NFSv4: Fix state recovery when the client runs over the grace period
If the client for some reason is not able to recover all its state within
the time allotted for the grace period, and the server reboots again, the
client is not allowed to recover the state that was 'lost' using reboot
recovery.
Signed-off-by: Trond Myklebust <Trond.Myklebust@netapp.com>
diff --git a/fs/nfs/nfs4state.c b/fs/nfs/nfs4state.c
index 300faba..e5cd8ca 100644
--- a/fs/nfs/nfs4state.c
+++ b/fs/nfs/nfs4state.c
@@ -821,6 +821,27 @@
nfs4_recover_state(clp);
}
+static int nfs4_state_mark_reclaim_reboot(struct nfs_client *clp, struct nfs4_state *state)
+{
+
+ set_bit(NFS_STATE_RECLAIM_REBOOT, &state->flags);
+ /* Don't recover state that expired before the reboot */
+ if (test_bit(NFS_STATE_RECLAIM_NOGRACE, &state->flags)) {
+ clear_bit(NFS_STATE_RECLAIM_REBOOT, &state->flags);
+ return 0;
+ }
+ set_bit(NFS4CLNT_RECLAIM_REBOOT, &clp->cl_state);
+ return 1;
+}
+
+static int nfs4_state_mark_reclaim_nograce(struct nfs_client *clp, struct nfs4_state *state)
+{
+ set_bit(NFS_STATE_RECLAIM_NOGRACE, &state->flags);
+ clear_bit(NFS_STATE_RECLAIM_REBOOT, &state->flags);
+ set_bit(NFS4CLNT_RECLAIM_NOGRACE, &clp->cl_state);
+ return 1;
+}
+
static int nfs4_reclaim_locks(struct nfs4_state *state, const struct nfs4_state_recovery_ops *ops)
{
struct inode *inode = state->inode;
@@ -869,6 +890,8 @@
* server that doesn't support a grace period.
*/
list_for_each_entry(state, &sp->so_states, open_states) {
+ if (!test_and_clear_bit(ops->state_flag_bit, &state->flags))
+ continue;
if (state->state == 0)
continue;
status = ops->recover_open(sp, state);
@@ -888,8 +911,7 @@
printk(KERN_ERR "%s: unhandled error %d.

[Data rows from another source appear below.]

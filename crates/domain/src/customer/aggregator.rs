use std::collections::HashSet;
use std::num::NonZeroUsize;

use common::CustomerId;
use row_store::CustomerJoinRow;
use serde::{Deserialize, Serialize};

use crate::pagination::PagedList;

/// One customer on the admin list screen.
#[derive(Debug, Clone, PartialEq, Eq, Serialize, Deserialize)]
pub struct CustomerViewModel {
    pub customer_id: CustomerId,
    pub first_name: String,
    pub last_name: String,
    pub email: String,
    pub country_name: String,
    pub order_count: i64,
}

impl From<CustomerJoinRow> for CustomerViewModel {
    fn from(row: CustomerJoinRow) -> Self {
        Self {
            customer_id: row.customer_id,
            first_name: row.first_name,
            last_name: row.last_name,
            email: row.email,
            country_name: row.country_name,
            order_count: row.order_count,
        }
    }
}

/// Collapses join rows to one view model per customer, sorts by last name
/// and cuts out the requested page.
///
/// The first row seen for a customer supplies its country; later rows for the
/// same customer are dropped. The sort is stable, so customers sharing a last
/// name keep their row-source order. `total_items` counts distinct customers.
pub fn aggregate_customers(
    rows: Vec<CustomerJoinRow>,
    page: i64,
    size: NonZeroUsize,
) -> PagedList<CustomerViewModel> {
    let mut seen = HashSet::new();
    let mut customers: Vec<CustomerViewModel> = rows
        .into_iter()
        .filter(|row| seen.insert(row.customer_id))
        .map(CustomerViewModel::from)
        .collect();

    customers.sort_by(|a, b| a.last_name.cmp(&b.last_name));

    PagedList::from_sequence(customers, page, size)
}

#[cfg(test)]
mod tests {
    use super::*;

    fn row(id: i32, first: &str, last: &str, country: &str, orders: i64) -> CustomerJoinRow {
        CustomerJoinRow {
            customer_id: CustomerId::new(id),
            first_name: first.to_string(),
            last_name: last.to_string(),
            email: format!("{}@x", first.to_lowercase()),
            country_name: country.to_string(),
            order_count: orders,
        }
    }

    fn size(n: usize) -> NonZeroUsize {
        NonZeroUsize::new(n).unwrap()
    }

    #[test]
    fn collapses_fan_out_and_sorts_by_last_name() {
        let rows = vec![
            row(1, "A", "Z", "US", 2),
            row(1, "A", "Z", "UK", 2),
            row(2, "B", "Y", "Unknown", 0),
        ];

        let page = aggregate_customers(rows, 1, size(10));

        assert_eq!(page.info.total_items, 2);
        assert_eq!(page.items.len(), 2);
        assert_eq!(page.items[0].customer_id, CustomerId::new(2));
        assert_eq!(page.items[0].country_name, "Unknown");
        assert_eq!(page.items[0].order_count, 0);
        assert_eq!(page.items[1].customer_id, CustomerId::new(1));
        assert_eq!(page.items[1].country_name, "US");
        assert_eq!(page.items[1].order_count, 2);
    }

    #[test]
    fn equal_last_names_keep_source_order() {
        let rows = vec![
            row(3, "C", "Smith", "US", 0),
            row(1, "A", "Smith", "US", 0),
            row(2, "B", "Jones", "US", 0),
        ];

        let page = aggregate_customers(rows, 1, size(10));
        let ids: Vec<i32> = page.items.iter().map(|c| c.customer_id.value()).collect();
        assert_eq!(ids, vec![2, 3, 1]);
    }

    #[test]
    fn total_counts_customers_not_rows() {
        let rows = (1..=12)
            .flat_map(|id| {
                vec![
                    row(id, "F", &format!("L{id:02}"), "US", 1),
                    row(id, "F", &format!("L{id:02}"), "UK", 1),
                ]
            })
            .collect();

        let page = aggregate_customers(rows, 2, size(5));
        assert_eq!(page.info.total_items, 12);
        assert_eq!(page.info.total_pages, 3);
        let names: Vec<&str> = page.items.iter().map(|c| c.last_name.as_str()).collect();
        assert_eq!(names, vec!["L06", "L07", "L08", "L09", "L10"]);
    }

    #[test]
    fn no_rows_gives_empty_first_page() {
        let page = aggregate_customers(Vec::new(), 3, size(10));
        assert!(page.is_empty());
        assert_eq!(page.info.page, 1);
        assert!(page.info.is_last);
    }
}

Zeroing state\n",
__func__, status);
case -ENOENT:
- case -NFS4ERR_RECLAIM_BAD:
- case -NFS4ERR_RECLAIM_CONFLICT:
+ case -ESTALE:
/*
* Open state on this file cannot be recovered
* All we can do is revert to using the zero stateid.
@@ -899,8 +921,13 @@
/* Mark the file as being 'closed' */
state->state = 0;
break;
+ case -NFS4ERR_RECLAIM_BAD:
+ case -NFS4ERR_RECLAIM_CONFLICT:
+ nfs4_state_mark_reclaim_nograce(sp->so_client, state);
+ break;
case -NFS4ERR_EXPIRED:
case -NFS4ERR_NO_GRACE:
+ nfs4_state_mark_reclaim_nograce(sp->so_client, state);
case -NFS4ERR_STALE_CLIENTID:
goto out_err;
}
@@ -910,12 +937,26 @@
return status;
}
-static void nfs4_state_mark_reclaim(struct nfs_client *clp)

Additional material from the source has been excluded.